If you’ve just started following Mneera’s weekly column talking about her journey with breast cancer, catch up by reading part 1, part 2 and part 3.
If there is one thing that carried me through this battle it’s my faith in God. Faith in his plan for me, faith in achieving remission, faith that I will survive.
People often ask me how I felt when I heard the news. What I felt was acceptance; I was emotionally stronger than I have ever been before. I believe God doesn’t put you through something without giving you the strength to overcome it. In Islam we believe that God blesses those in suffering, the thought humbled me and brought me closer to God.
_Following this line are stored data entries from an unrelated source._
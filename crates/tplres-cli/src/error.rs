//! CLI-specific error types and mappings.
//!
//! This module provides the error type for the CLI adapter and maps core
//! and adapter errors to exit codes.

use thiserror::Error;
use tplres_core::SettingsError;

use crate::manifest::ManifestError;

/// CLI-specific error type.
#[derive(Debug, Error)]
pub enum CliError {
    /// Argument parsing error.
    #[error("Invalid arguments: {0}")]
    Arguments(String),

    /// IO error (file not found, permission denied, etc.).
    #[error("IO error: {0}")]
    Io(String),

    /// Configuration error.
    #[error("Configuration error: {0}")]
    Config(String),

    /// Input file could be read but its content is not usable.
    #[error("Invalid data: {0}")]
    Data(String),
}

impl CliError {
    /// Map error to appropriate exit code.
    ///
    /// Exit codes follow sysexits.h where one fits.
    pub const fn exit_code(&self) -> i32 {
        match self {
            Self::Arguments(_) => 2, // EX_USAGE
            Self::Data(_) => 65,     // EX_DATAERR
            Self::Io(_) => 74,       // EX_IOERR
            Self::Config(_) => 78,   // EX_CONFIG
        }
    }
}

impl From<SettingsError> for CliError {
    fn from(err: SettingsError) -> Self {
        Self::Config(err.to_string())
    }
}

impl From<ManifestError> for CliError {
    fn from(err: ManifestError) -> Self {
        match err {
            ManifestError::Read { .. } => Self::Io(err.to_string()),
            ManifestError::Parse { .. } => Self::Data(err.to_string()),
        }
    }
}

impl From<std::io::Error> for CliError {
    fn from(err: std::io::Error) -> Self {
        Self::Io(err.to_string())
    }
}

/// Exit code for an error returned by a command handler.
pub fn exit_code_for(err: &anyhow::Error) -> i32 {
    err.downcast_ref::<CliError>().map_or(1, CliError::exit_code)
}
I’m in no way trying to make cancer seem like a piece of cake. It’s far from it. My life dramatically changed after hearing the news. I had to leave my family, my home country, my friends and my job. It took so much away from me and left me feeling empty. However, focusing on that would have left me both devastated and idle. I wouldn’t have been able to move forward. I refused to be sad or weak. The only way to win this fight was to be positive.
The first four sessions of chemotherapy really took a toll on my body, I had days where I found it difficult to lift my head from my pillow. My body ached and my knees were no longer able to carry me. To be perfectly honest, there were times when I wanted to give up but my faith in God kept me going. The hope of a better day was all I had.
When you find yourself faced with your own mortality you can’t help but focus on what makes you happy. Are you living the life you want for yourself? I wasn’t. I was stuck in a job that didn’t fulfill me. Cancer inspired me to go after my dreams and I plan to finally go to medical school. It’s been a dream of mine ever since I was a little girl but I was always too afraid to pursue it.
I believe my illness was God’s way of steering me in the right direction. To go after my dreams, to live my life the way I want. To start new, to be happy.
If you find yourself faced with the same situation, never allow your mind to think “Why me?” because it is all in God’s plan for you. Believe that God will take care of you just like he is taking care of me. I wouldn’t be anywhere without my faith. Hold on to yours.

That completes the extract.